Journal
Custom pixels without the SSRF footgun
Letting merchants define their own webhook destination sounds like a checkbox feature. It's actually a security project. Here's what a naive implementation lets attackers do, and the validation layer that stops it.
A merchant adds a custom destination to your app. The URL field accepts any
string. They paste http://169.254.169.254/latest/meta-data/iam/security-credentials/.
Your worker dutifully POSTs to it, gets back AWS IAM credentials, and
forwards them to a Slack webhook the same merchant configured five minutes
ago.
Game over — for you, not them.
The naive version
Most “custom webhook” features start here: a text field for the URL, a text
field for the auth header, drop both into http.Post(...). It works in the
demo. It ships Friday. It wakes someone up on Monday.
Every field a user can type into is an attack surface. A URL field is a remote-code-reach-ability field.
What an attacker can reach
Without validation, the full blast radius:
- Cloud metadata endpoints. AWS
169.254.169.254, GCPmetadata.google.internal, Azure equivalents. These return IAM credentials to anything that can make a TCP connection from inside the VM. - Internal services on the same Docker network.
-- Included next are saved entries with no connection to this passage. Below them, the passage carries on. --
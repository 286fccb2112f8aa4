//! The board engine: grid, score, status latches and the random source.

use log::{debug, info};
use rand::rngs::SmallRng;
use rand::{Rng, SeedableRng};

use crate::config::{EngineConfig, WinRearm};
use crate::direction::Direction;
use crate::error::ConfigError;
use crate::grid::{Grid, SIZE};
use crate::status::{GameStatus, MoveOutcome, Snapshot};

/// A tile placed by [`Engine::spawn`].
#[derive(Debug, Clone, Copy, PartialEq, Eq)]
pub struct Spawn {
    /// Row-major cell index.
    pub index: usize,
    pub value: u32,
}

/// One game session.
///
/// All randomness (where a tile spawns, and whether it is a 2 or a 4) comes
/// from `rng`. [`Engine::new`] seeds a `SmallRng`; tests and replays can
/// inject any `Rng` through [`Engine::with_rng`].
#[derive(Clone)]
pub struct Engine<R = SmallRng> {
    grid: Grid,
    score: u32,
    won: bool,
    continuing: bool,
    lost: bool,
    config: EngineConfig,
    rng: R,
}

impl Engine<SmallRng> {
    /// Create a game with the canonical rules and the given seed.
    ///
    /// The game starts with two random tiles (90% chance of 2, 10% chance of 4).
    pub fn new(seed: u64) -> Self {
        Self::assemble(EngineConfig::default(), SmallRng::seed_from_u64(seed))
    }

    pub fn with_config(config: EngineConfig, seed: u64) -> Result<Self, ConfigError> {
        Self::with_rng(config, SmallRng::seed_from_u64(seed))
    }

    /// Reseed the random source, then [`reset`](Engine::reset).
    pub fn reset_with_seed(&mut self, seed: u64) {
        self.rng = SmallRng::seed_from_u64(seed);
        self.reset();
    }
}

impl<R: Rng> Engine<R> {
    pub fn with_rng(config: EngineConfig, rng: R) -> Result<Self, ConfigError> {
        config.validate()?;
        Ok(Self::assemble(config, rng))
    }

    fn assemble(config: EngineConfig, rng: R) -> Self {
        let mut engine = Engine {
            grid: Grid::EMPTY,
            score: 0,
            won: false,
            continuing: false,
            lost: false,
            config,
            rng,
        };
        engine.reset();
        engine
    }

    /// Replace the grid and score, clearing every status latch.
    ///
    /// The status is not evaluated until the next effective move.
    pub fn with_grid(mut self, grid: Grid, score: u32) -> Self {
        self.grid = grid;
        self.score = score;
        self.won = false;
        self.continuing = false;
        self.lost = false;
        self
    }

    /// Start a new game: empty grid, zero score, cleared latches, two tiles.
    pub fn reset(&mut self) {
        self.grid = Grid::EMPTY;
        self.score = 0;
        self.won = false;
        self.continuing = false;
        self.lost = false;
        self.spawn();
        self.spawn();
        info!("new game: {:?}", self.grid.cells());
    }

    /// Place a 2 or 4 in a random empty cell. No-op on a full grid.
    pub fn spawn(&mut self) -> Option<Spawn> {
        let empty = self.grid.empty_cells();
        if empty.is_empty() {
            return None;
        }

        let index = empty[self.rng.gen_range(0..empty.len())];
        let value = if self.rng.gen_bool(1.0 - self.config.four_probability) {
            2
        } else {
            4
        };
        self.grid.set(index, value);
        debug!("spawned {} at cell {}", value, index);
        Some(Spawn { index, value })
    }

    /// Push every tile in `direction`.
    ///
    /// If the grid changes, the merge points are added to the score, one
    /// tile is spawned and the status is re-evaluated. Otherwise nothing is
    /// touched. Moves on a lost game are rejected the same way.
    pub fn step(&mut self, direction: Direction) -> MoveOutcome {
        if self.lost {
            debug!("ignoring {} on a lost game", direction);
            return MoveOutcome::default();
        }

        let shift = self.grid.shifted(direction);
        if !shift.changed(&self.grid) {
            return MoveOutcome::default();
        }

        self.grid = shift.grid;
        self.score = self.score.saturating_add(shift.gained);
        debug!(
            "moved {}: {} merge(s), +{} (score {})",
            direction, shift.merges, shift.gained, self.score
        );

        self.spawn();
        self.check_status();

        MoveOutcome {
            moved: true,
            score_delta: shift.gained,
        }
    }

    /// Dismiss a win and keep playing.
    ///
    /// Returns false (and does nothing) unless the status is `Won`. Under
    /// [`WinRearm::Once`] the session is marked as continuing; under
    /// [`WinRearm::AfterContinue`] the win latch is cleared instead, so the
    /// session is back to a plain game in progress. A grid
    /// that was dead at the moment of winning is reported lost here, since
    /// the win check skipped the loss check for that move.
    pub fn continue_playing(&mut self) -> bool {
        if self.status() != GameStatus::Won {
            return false;
        }
        match self.config.win_rearm {
            WinRearm::Once => self.continuing = true,
            WinRearm::AfterContinue => {
                self.won = false;
                self.continuing = false;
            }
        }
        self.check_lost();
        true
    }

    /// Whether a move in `direction` would change the grid.
    pub fn can_move(&self, direction: Direction) -> bool {
        !self.lost && self.grid.shifted(direction).changed(&self.grid)
    }

    /// Legal moves as `[Up, Down, Left, Right]`.
    pub fn legal_moves(&self) -> [bool; 4] {
        Direction::ALL.map(|d| self.can_move(d))
    }

    /// Grid as a `[row][col]` array.
    pub fn grid(&self) -> [[u32; SIZE]; SIZE] {
        self.grid.rows()
    }

    /// Grid cells in row-major order.
    pub fn cells(&self) -> &[u32; SIZE * SIZE] {
        self.grid.cells()
    }

    pub fn board(&self) -> &Grid {
        &self.grid
    }

    pub fn score(&self) -> u32 {
        self.score
    }

    pub fn max_tile(&self) -> u32 {
        self.grid.max_tile()
    }

    pub fn config(&self) -> &EngineConfig {
        &self.config
    }

    pub fn status(&self) -> GameStatus {
        if self.lost {
            GameStatus::Lost
        } else if self.won && !self.continuing {
            GameStatus::Won
        } else {
            GameStatus::InProgress
        }
    }

    /// Whether the player dismissed a win and kept playing.
    pub fn is_continuing(&self) -> bool {
        self.continuing
    }

    pub fn is_lost(&self) -> bool {
        self.lost
    }

    pub fn snapshot(&self) -> Snapshot {
        Snapshot {
            grid: self.grid.rows(),
            score: self.score,
            status: self.status(),
            continuing: self.continuing,
            max_tile: self.grid.max_tile(),
        }
    }

    // -------------------------------------------------------------------------
    // Private methods
    // -------------------------------------------------------------------------

    /// Win first; a new win skips the loss check for this call.
    fn check_status(&mut self) {
        if !self.won && self.grid.contains(self.config.win_tile) {
            self.won = true;
            self.continuing = false;
            info!("reached {} with score {}", self.config.win_tile, self.score);
            return;
        }
        self.check_lost();
    }

    fn check_lost(&mut self) {
        if self.grid.is_full() && !self.grid.has_adjacent_pair() {
            self.lost = true;
            info!("no moves left, final score {}", self.score);
        }
    }
}

impl<R> std::fmt::Debug for Engine<R> {
    fn fmt(&self, f: &mut std::fmt::Formatter<'_>) -> std::fmt::Result {
        f.debug_struct("Engine")
            .field("score", &self.score)
            .field("won", &self.won)
            .field("continuing", &self.continuing)
            .field("lost", &self.lost)
            .field("grid", &self.grid)
            .finish()
    }
}

impl<R> std::fmt::Display for Engine<R> {
    fn fmt(&self, f: &mut std::fmt::Formatter<'_>) -> std::fmt::Result {
        writeln!(f, "Score: {}", self.score)?;
        write!(f, "{}", self.grid)
    }
}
http://postgres:5432,http://redis:6379, anything resolvable by compose service name. - Localhost. Your admin endpoints, debug routes, profilers, anything bound to 127.0.0.1.
- Private RFC1918 ranges.
10.0.0.0/8,172.16.0.0/12,192.168.0.0/16. Whatever’s on your private network. - IPv6 link-local and unique-local.
fe80::/10,fc00::/7. Easy to forget if your denylist only covers IPv4. - DNS rebinding. The URL resolves to a public IP on the first lookup, an internal IP on the second. Validation that only checks once gets bypassed by the actual request.
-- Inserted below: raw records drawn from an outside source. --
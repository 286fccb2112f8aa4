//! Property tests for the move/spawn transition.
//!
//! Invariants covered:
//! - Slides conserve the tile sum and drop exactly one tile per merge.
//! - Each tile merges at most once per move (checked against a pairwise
//!   scan-and-skip oracle).
//! - Score grows by exactly the merge value of each effective move.
//! - Sliding an already-slid grid again never just moves tiles.
//! - An effective move adds exactly one spawned 2 or 4 to an empty cell.
//! - A lost game rejects every further move.
use merge_2048_core::{
    slide_line, Direction, Engine, EngineConfig, GameStatus, Grid, MoveOutcome,
};
use proptest::prelude::*;

fn tile() -> impl Strategy<Value = u32> {
    prop_oneof![
        3 => Just(0u32),
        4 => (1u32..=11).prop_map(|k| 1 << k),
    ]
}

fn grid() -> impl Strategy<Value = Grid> {
    prop::array::uniform16(tile()).prop_map(|cells| Grid::from_cells(cells).unwrap())
}

fn direction() -> impl Strategy<Value = Direction> {
    (0u8..4).prop_map(|d| Direction::from_u8(d).unwrap())
}

/// Compress, merge equal neighbours left to right skipping past each merge,
/// compress again.
fn oracle_slide(mut line: [u32; 4]) -> ([u32; 4], u32) {
    fn compress(line: &mut [u32; 4]) {
        let packed: Vec<u32> = line.iter().copied().filter(|&v| v != 0).collect();
        *line = [0; 4];
        line[..packed.len()].copy_from_slice(&packed);
    }

    compress(&mut line);
    let mut gained = 0;
    let mut i = 0;
    while i < 3 {
        if line[i] != 0 && line[i] == line[i + 1] {
            line[i] *= 2;
            gained += line[i];
            line[i + 1] = 0;
            i += 2;
        } else {
            i += 1;
        }
    }
    compress(&mut line);
    (line, gained)
}

#[test]
fn scenario_lines() {
    assert_eq!(slide_line([2, 2, 2, 2]).line, [4, 4, 0, 0]);
    // [2, 0, 2, 4] pushed right is [4, 2, 0, 2] seen from the right wall.
    assert_eq!(slide_line([4, 2, 0, 2]).line, [4, 4, 0, 0]);
}

#[test]
fn seeded_rollout_stays_consistent() {
    let mut game = Engine::new(20261016);
    let order = [Direction::Left, Direction::Down, Direction::Right, Direction::Up];

    for i in 0..2000usize {
        if game.status() == GameStatus::Lost {
            break;
        }
        let before = game.score();
        let dir = order[i % 4];
        let outcome = game.step(dir);
        assert_eq!(game.score(), before + outcome.score_delta);
        for &v in game.cells() {
            assert!(v == 0 || (v >= 2 && v.is_power_of_two()));
        }
        if game.status() == GameStatus::Won {
            game.continue_playing();
        }
    }
}

proptest! {
    #[test]
    fn slide_conserves_sum_and_counts_merges(g in grid(), dir in direction()) {
        let shift = g.shifted(dir);
        prop_assert_eq!(shift.grid.total(), g.total());
        prop_assert_eq!(
            shift.grid.tile_count(),
            g.tile_count() - shift.merges as usize
        );
    }

    #[test]
    fn slide_line_matches_pairwise_oracle(line in prop::array::uniform4(tile())) {
        let slide = slide_line(line);
        let (expected, gained) = oracle_slide(line);
        prop_assert_eq!(slide.line, expected);
        prop_assert_eq!(slide.gained, gained);
    }

    #[test]
    fn second_slide_only_changes_by_merging(g in grid(), dir in direction()) {
        let once = g.shifted(dir).grid;
        let twice = once.shifted(dir);
        if twice.merges == 0 {
            prop_assert_eq!(twice.grid, once);
        }
    }

    #[test]
    fn step_adds_merge_score_and_one_spawn(
        g in grid(),
        dir in direction(),
        seed in any::<u64>(),
        score in 0u32..100_000,
    ) {
        let mut game = Engine::with_config(EngineConfig::default(), seed)
            .unwrap()
            .with_grid(g, score);
        let shift = g.shifted(dir);
        let outcome = game.step(dir);

        if shift.changed(&g) {
            prop_assert_eq!(outcome, MoveOutcome { moved: true, score_delta: shift.gained });
            prop_assert_eq!(game.score(), score + shift.gained);
            prop_assert_eq!(game.board().tile_count(), shift.grid.tile_count() + 1);

            let diffs: Vec<usize> = (0..16)
                .filter(|&i| game.cells()[i] != shift.grid.cells()[i])
                .collect();
            prop_assert_eq!(diffs.len(), 1);
            let i = diffs[0];
            prop_assert_eq!(shift.grid.cells()[i], 0);
            prop_assert!(game.cells()[i] == 2 || game.cells()[i] == 4);
        } else {
            prop_assert_eq!(outcome, MoveOutcome::default());
            prop_assert_eq!(game.score(), score);
            prop_assert_eq!(*game.board(), g);
        }
    }

    #[test]
    fn lost_games_reject_moves(seed in any::<u64>(), steps in 1usize..400) {
        let mut game = Engine::new(seed);
        for i in 0..steps {
            let legal = game.legal_moves();
            let next = Direction::ALL
                .into_iter()
                .cycle()
                .skip(i)
                .take(4)
                .find(|d| legal[d.index()]);
            let Some(dir) = next else {
                break;
            };
            game.step(dir);
            if game.status() == GameStatus::Won {
                game.continue_playing();
            }
        }

        if game.status() == GameStatus::Lost {
            let grid = *game.board();
            let score = game.score();
            for dir in Direction::ALL {
                prop_assert_eq!(game.step(dir), MoveOutcome::default());
            }
            prop_assert_eq!(*game.board(), grid);
            prop_assert_eq!(game.score(), score);
        }
    }
}
use std::io;

/// A direction code outside 0-3.
#[derive(thiserror::Error, Debug, Clone, Copy, PartialEq, Eq)]
#[error("invalid direction code {0} (expected 0-3)")]
pub struct DirectionError(pub u8);

/// Rejected board imports.
#[derive(thiserror::Error, Debug, Clone, PartialEq, Eq)]
pub enum GridError {
    #[error("expected 16 cells, got {0}")]
    Length(usize),
    #[error("cell {index} holds {value}, which is neither empty nor a power of two >= 2")]
    NotPowerOfTwo { index: usize, value: u32 },
    #[error("cell {index} holds {value}, larger than any tile a 4x4 board can reach")]
    TooLarge { index: usize, value: u32 },
}

#[derive(thiserror::Error, Debug)]
pub enum ConfigError {
    #[error("io error: {0}")]
    Io(#[from] io::Error),
    #[error("invalid config: {0}")]
    Parse(#[from] toml::de::Error),
    #[error("win tile {0} must be a power of two between 4 and 262144")]
    InvalidWinTile(u32),
    #[error("four probability {0} must lie within [0, 1]")]
    InvalidFourProbability(f64),
}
What the validation actually has to do
Layered, in order:
- Resolve the hostname before the HTTP request. Reject if any resolved IP matches a denylist — private ranges, loopback, link-local, multicast, plus the cloud metadata IPs explicitly. Check both A and AAAA records.
- Bind the HTTP client to the resolved IP, not the hostname. Dial the IP
you validated, pass the original hostname in the
Hostheader and SNI. The OS cannot re-resolve mid-request. DNS rebinding closed. - Disallow redirects, or re-validate every redirect target. A 302 back
to
169.254.169.254should not bypass step 1. - Cap response body size. A malicious endpoint can stream gigabytes just to tie up your worker and egress budget.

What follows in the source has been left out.